**Data listing**
<<<<

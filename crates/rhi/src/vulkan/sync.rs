//! Timeline-semaphore fence.

use std::sync::Arc;

use ash::vk;
use tracing::debug;

use crate::device::{DeviceFence, FenceValue};
use crate::error::RhiResult;

use super::device::DeviceShared;
use super::queue_error;

/// A Vulkan timeline semaphore used as a [`DeviceFence`].
///
/// The GPU advances the counter as submissions finish; the host reads it with
/// `vkGetSemaphoreCounterValue` and blocks with `vkWaitSemaphores`.
pub struct TimelineFence {
    shared: Arc<DeviceShared>,
    semaphore: vk::Semaphore,
}

impl TimelineFence {
    pub(crate) fn new(shared: Arc<DeviceShared>, initial_value: FenceValue) -> RhiResult<Self> {
        let mut type_info = vk::SemaphoreTypeCreateInfo::default()
            .semaphore_type(vk::SemaphoreType::TIMELINE)
            .initial_value(initial_value);
        let create_info = vk::SemaphoreCreateInfo::default().push_next(&mut type_info);

        let semaphore = unsafe { shared.device.create_semaphore(&create_info, None)? };
        debug!("Created timeline semaphore at {}", initial_value);

        Ok(Self { shared, semaphore })
    }

    /// Returns the Vulkan semaphore handle.
    #[inline]
    pub fn handle(&self) -> vk::Semaphore {
        self.semaphore
    }
}

impl DeviceFence for TimelineFence {
    fn completed_value(&self) -> RhiResult<FenceValue> {
        unsafe { self.shared.device.get_semaphore_counter_value(self.semaphore) }
            .map_err(queue_error)
    }

    fn wait_for_value(&self, value: FenceValue) -> RhiResult<()> {
        if self.completed_value()? >= value {
            return Ok(());
        }

        let semaphores = [self.semaphore];
        let values = [value];
        let wait_info = vk::SemaphoreWaitInfo::default()
            .semaphores(&semaphores)
            .values(&values);

        unsafe { self.shared.device.wait_semaphores(&wait_info, u64::MAX) }.map_err(queue_error)
    }
}

impl Drop for TimelineFence {
    fn drop(&mut self) {
        unsafe {
            self.shared.device.destroy_semaphore(self.semaphore, None);
        }
        debug!("Destroyed timeline semaphore");
    }
}
//! Frame submission and draw batching.
//!
//! This crate sits between the scene and a [`GraphicsDevice`](kiln_rhi::device::GraphicsDevice):
//! - Frame-slot submission with fence throttling ([`submission`], [`frame`])
//! - Draw collection, culling, sorting and replay ([`sorter`])
//! - Pipeline keys and the pipeline cache ([`pipeline`])
//! - The context that owns all of it ([`context`])

pub mod context;
mod error;
pub mod frame;
pub mod pipeline;
pub mod sorter;
pub mod submission;

pub use context::GraphicsContext;
pub use error::PipelineError;
pub use frame::{FrameContext, FrameOrchestrator, FrameReport};
pub use pipeline::{PipelineCache, PipelineFactory, PipelineKey};
pub use sorter::{DrawBindings, DrawRequest, RenderQueue, RenderQueueSorter, ReplayStats};
pub use submission::{SubmissionQueue, WaitOutcome};

pub use kiln_core::config::MAX_FRAMES_IN_FLIGHT;

#[cfg(test)]
mod tests {
    use super::*;
    use kiln_rhi::headless::HeadlessDevice;

    fn assert_send<T: Send>() {}

    #[test]
    fn test_frame_state_is_send() {
        assert_send::<SubmissionQueue<HeadlessDevice>>();
        assert_send::<FrameOrchestrator<HeadlessDevice>>();
        assert_send::<GraphicsContext<HeadlessDevice>>();
        assert_send::<RenderQueueSorter>();
    }
}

>>>>

**The task**
Lines of the listing above that hold the string "GraphicsContext" should each be copied.

**Result of this exercise**
pub use context::GraphicsContext;
        assert_send::<GraphicsContext<HeadlessDevice>>();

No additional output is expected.